À ces mots, Kyle s’élança.

La porte ne résista pas à la percussion de son épaule. L’huis battit contre la cloison dans un claquement sourd. Il se rua à l’intérieur, prêt à en découdre avec ce type, dût-il être armé. Rien ni personne n’arrêterait sa fureur, ses pieds maltraiteraient, ses poings fracasseraient, quitte à donner la mort. Mais ses yeux fous butèrent sur une silhouette au sol puis sur une autre assise sur un matelas, la tête posée sur ses genoux. Il se figea. Son regard examina la masse inanimée puis ausculta celle recroquevillée. Plusieurs secondes passèrent avant qu’il ne comprenne la scène inversée. Sa fille s’était joué de l’Anglais. Contre toute attente, elle avait terrassé son adversaire, comme autrefois ceux du clan auquel elle appartenait. Aujourd’hui encore, de mère en fille, le sang des Conwell sillonnait leurs veines, prouvant la vigueur de la lignée. De quelle force étaient-elles capables ? Jamais il ne le saurait. Sa colère fit place à sa fierté. Ayla, dans son exode, n’avait pas oublié d’où elle venait, ni les valeurs inculquées par sa mère. Cette réflexion le ramena à la conversation dans la voiture avec Eliott, et toute l’étendue des possibles pour un fantôme hors de sa cage. Il ne ressentait pas sa présence, mais Evra était là, toute proche. Elle avait suivi Nora, jusqu’ici. Mais si la rouquine avait disparu, elle, était resté. L’homme étendu à terre le prouvait, avec sa fille, elles l’avaient terrassé. Savait-elle que cela signifiait sa perte ? Peut-être, mais le choix ne souffrait aucune hésitation.
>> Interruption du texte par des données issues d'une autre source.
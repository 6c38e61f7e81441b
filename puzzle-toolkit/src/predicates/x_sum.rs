use crate::encoders::and;
use crate::encoders::is_less_or_equal;
use crate::encoders::is_linear_less_or_equal;
use crate::encoders::masked_sum;
use crate::model::Model;
use crate::variables::collect_values;
use crate::variables::IntVar;
use crate::variables::Value;

/// Which cells of a line an X-sum clue adds up. `K` is the value of the first cell.
#[derive(Clone, Copy, Debug, PartialEq, Eq)]
pub enum XSumKind {
    /// The first `K` cells.
    Plain,
    /// `K` cells starting at the given position.
    Shifted(Value),
    /// The first `K - 1` cells.
    Shortsighted,
    /// The `K` cells after the first one.
    Broken,
}

/// The X-sum of `line` selected by `kind`; zero for an empty line.
pub fn x_sum(
    model: &mut Model,
    line: impl IntoIterator<Item = impl Into<Value>>,
    kind: XSumKind,
) -> IntVar {
    let line = collect_values(line);
    let Some(&count) = line.first() else {
        return model.constant(0);
    };

    let (start, length) = match kind {
        XSumKind::Plain => (Value::Literal(0), count),
        XSumKind::Shifted(start) => (start, count),
        XSumKind::Shortsighted => (Value::Literal(0), count.offset(-1)),
        XSumKind::Broken => (Value::Literal(1), count),
    };
    windowed_sum(model, line, start, length)
}

/// The sum of `line[i]` over `start <= i < start + length`.
pub fn windowed_sum(
    model: &mut Model,
    line: impl IntoIterator<Item = impl Into<Value>>,
    start: impl Into<Value>,
    length: impl Into<Value>,
) -> IntVar {
    let line = collect_values(line);
    let (start, length) = (start.into(), length.into());

    let mask = (0..line.len() as i32)
        .map(|position| {
            let started = is_less_or_equal(model, start, position);
            let not_ended = is_linear_less_or_equal(
                model,
                [(1, Value::Literal(position)), (-1, start), (-1, length)],
                -1,
            );
            and(model, &[started, not_ended])
        })
        .collect::<Vec<_>>();

    masked_sum(model, line, &mask)
}

#[cfg(test)]
mod tests {
    use super::*;
    use crate::basic_types::Bounds;
    use crate::encoders::equal;
    use crate::model::SolveOutcome;

    #[test]
    fn kinds_select_different_windows() {
        let mut model = Model::default();
        let line = [3, 1, 2, 9];

        let sums = [
            XSumKind::Plain,
            XSumKind::Shortsighted,
            XSumKind::Broken,
            XSumKind::Shifted(Value::Literal(1)),
        ]
        .map(|kind| x_sum(&mut model, line, kind).bounds());

        assert_eq!(
            sums,
            [
                Bounds::fixed(6),
                Bounds::fixed(4),
                Bounds::fixed(12),
                Bounds::fixed(12)
            ]
        );
    }

    #[test]
    fn plain_x_sum_constrains_the_count() {
        let mut model = Model::default();
        let count = model.new_int(1, 3);
        let line = [Value::from(count), Value::Literal(4), Value::Literal(5)];
        let total = x_sum(&mut model, line, XSumKind::Plain);
        equal(&mut model, total, 6);

        let SolveOutcome::Solved(solution) = model.solve() else {
            panic!("expected a solution");
        };
        assert_eq!(solution.int_value(count), 2);
    }
}
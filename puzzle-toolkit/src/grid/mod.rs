//! Per-layer variable grids and the adjacency structures connectivity is proven over.
mod adjacency;
mod variable_grid;

use std::fmt::Display;
use std::fmt::Formatter;

pub use adjacency::*;
pub use variable_grid::*;

/// Identifies one grid of decision variables of a puzzle.
///
/// A puzzle usually has a [`Layer::Values`] grid of digits; shading puzzles add a boolean
/// [`Layer::Shading`] grid, region puzzles a [`Layer::Regions`] grid of region indices, and so on.
#[derive(Clone, Copy, Debug, PartialEq, Eq, PartialOrd, Ord, Hash)]
pub enum Layer {
    Values,
    Shading,
    Regions,
    Loop,
    Custom(u16),
}

impl Display for Layer {
    fn fmt(&self, f: &mut Formatter<'_>) -> std::fmt::Result {
        match self {
            Layer::Values => write!(f, "values"),
            Layer::Shading => write!(f, "shading"),
            Layer::Regions => write!(f, "regions"),
            Layer::Loop => write!(f, "loop"),
            Layer::Custom(index) => write!(f, "layer{index}"),
        }
    }
}
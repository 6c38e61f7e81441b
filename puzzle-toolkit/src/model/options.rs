use std::time::Duration;

/// Options which influence how a [`Model`](super::Model) is built and solved.
#[derive(Clone, Copy, Debug, Default, PartialEq, Eq)]
pub struct ModelOptions {
    /// Pass the rendered name of every variable to the solver. Useful when inspecting solver
    /// output, but costs a string per variable.
    pub named_variables: bool,
    /// Give up solving after this much time; `None` means no limit.
    pub time_limit: Option<Duration>,
}
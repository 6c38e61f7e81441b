use pumpkin_solver::constraints;

use crate::basic_types::Bounds;
use crate::encoders::all_different;
use crate::encoders::and;
use crate::encoders::is_all_different;
use crate::encoders::is_linear_equal;
use crate::encoders::linear_equal;
use crate::model::Model;
use crate::variables::collect_values;
use crate::variables::AuxiliaryKind;
use crate::variables::BoolVar;
use crate::variables::IntVar;
use crate::variables::Value;

/// Enforces that `values` is a set of distinct consecutive integers in any order, returning the
/// minimum and maximum of the run.
///
/// # Panics
/// If `values` is empty.
pub fn renban(
    model: &mut Model,
    values: impl IntoIterator<Item = impl Into<Value>>,
) -> (IntVar, IntVar) {
    let values = collect_values(values);
    all_different(model, &values);

    let (min, max) = extremes(model, &values);
    linear_equal(
        model,
        [(1, Value::from(max)), (-1, Value::from(min))],
        values.len() as i32 - 1,
    );
    (min, max)
}

/// Whether `values` is a set of distinct consecutive integers.
///
/// # Panics
/// If `values` is empty.
pub fn is_renban(model: &mut Model, values: impl IntoIterator<Item = impl Into<Value>>) -> BoolVar {
    let values = collect_values(values);
    let distinct = is_all_different(model, &values);

    let (min, max) = extremes(model, &values);
    let spans_the_run = is_linear_equal(
        model,
        [(1, Value::from(max)), (-1, Value::from(min))],
        values.len() as i32 - 1,
    );
    and(model, &[distinct, spans_the_run])
}

/// Variables equal to the minimum and maximum of `values`.
fn extremes(model: &mut Model, values: &[Value]) -> (IntVar, IntVar) {
    assert!(!values.is_empty(), "a run needs at least one cell");

    let first = values[0].bounds();
    let (min_bounds, max_bounds) = values.iter().skip(1).map(Value::bounds).fold(
        (first, first),
        |(min, max), next| {
            (
                Bounds::new(min.lb.min(next.lb), min.ub.min(next.ub)),
                Bounds::new(max.lb.max(next.lb), max.ub.max(next.ub)),
            )
        },
    );

    let min = model.new_auxiliary_int(AuxiliaryKind::Extremum, min_bounds);
    let max = model.new_auxiliary_int(AuxiliaryKind::Extremum, max_bounds);
    if min_bounds.is_fixed() && max_bounds.is_fixed() {
        return (min, max);
    }

    let views = values
        .iter()
        .map(|&value| model.as_int_var(value).view())
        .collect::<Vec<_>>();
    model.post(|tag| constraints::minimum(views.clone(), min.view(), tag));
    model.post(|tag| constraints::maximum(views, max.view(), tag));

    (min, max)
}
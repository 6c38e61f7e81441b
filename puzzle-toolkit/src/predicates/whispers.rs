use itertools::Itertools;

use crate::encoders::and;
use crate::encoders::distance;
use crate::encoders::is_less_or_equal;
use crate::encoders::less_or_equal;
use crate::model::Model;
use crate::variables::collect_values;
use crate::variables::BoolVar;
use crate::variables::Value;

/// Enforces that neighbouring elements of `values` differ by at least `min_distance`.
pub fn whispers(
    model: &mut Model,
    values: impl IntoIterator<Item = impl Into<Value>>,
    min_distance: impl Into<Value>,
) {
    let min_distance = min_distance.into();
    for (a, b) in collect_values(values).into_iter().tuple_windows() {
        let distance = distance(model, a, b);
        less_or_equal(model, min_distance, distance);
    }
}

/// Whether neighbouring elements of `values` differ by at least `min_distance`.
pub fn is_whispers(
    model: &mut Model,
    values: impl IntoIterator<Item = impl Into<Value>>,
    min_distance: impl Into<Value>,
) -> BoolVar {
    let min_distance = min_distance.into();
    let pairs = collect_values(values)
        .into_iter()
        .tuple_windows()
        .map(|(a, b)| {
            let distance = distance(model, a, b);
            is_less_or_equal(model, min_distance, distance)
        })
        .collect::<Vec<_>>();
    and(model, &pairs)
}

#[cfg(test)]
mod tests {
    use super::*;
    use crate::model::SolveOutcome;

    #[test]
    fn german_whispers_skip_the_middle() {
        let mut model = Model::default();
        let x = model.new_int(1, 9);
        whispers(&mut model, [Value::Literal(1), Value::from(x), Value::Literal(2)], 5);

        let SolveOutcome::Solved(solution) = model.solve() else {
            panic!("expected a solution");
        };
        assert!(solution.int_value(x) >= 7);
    }

    #[test]
    fn reified_whispers_of_literals_are_decided() {
        let mut model = Model::default();

        assert_eq!(is_whispers(&mut model, [1, 6, 1], 5), model.true_bool());
        assert_eq!(is_whispers(&mut model, [1, 6, 2], 5), model.false_bool());
    }
}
Ses poings se desserrèrent. Il fit trois pas, s’agenouilla.

– Ayla !

Elle leva son visage où la fatigue dominait. Une étincelle passa dans ses yeux bleus. L’instant d’après, elle se blottit contre lui.

Leur étreinte dura longtemps, dix ans sans partager le moindre contact la justifiait. Les yeux humides, Ayla se redressa et dévisagea son père. Des rides marquaient son front, ses cheveux se parsemaient de blanc, le vieillissant un peu plus. Mais ses traits respiraient toujours la force et le caractère des Sgitheanach. Elle leva une main pour la passer sur la barbe naissante et remarqua une auréole bleue entourant ses phalanges. « Maman », murmura-t-elle. Kyle prit ses doigts, les déposa sur sa joue.

– Maman est là, avec moi. Avec nous. Mais elle est très faible.

– Je sais ma chérie, je sais.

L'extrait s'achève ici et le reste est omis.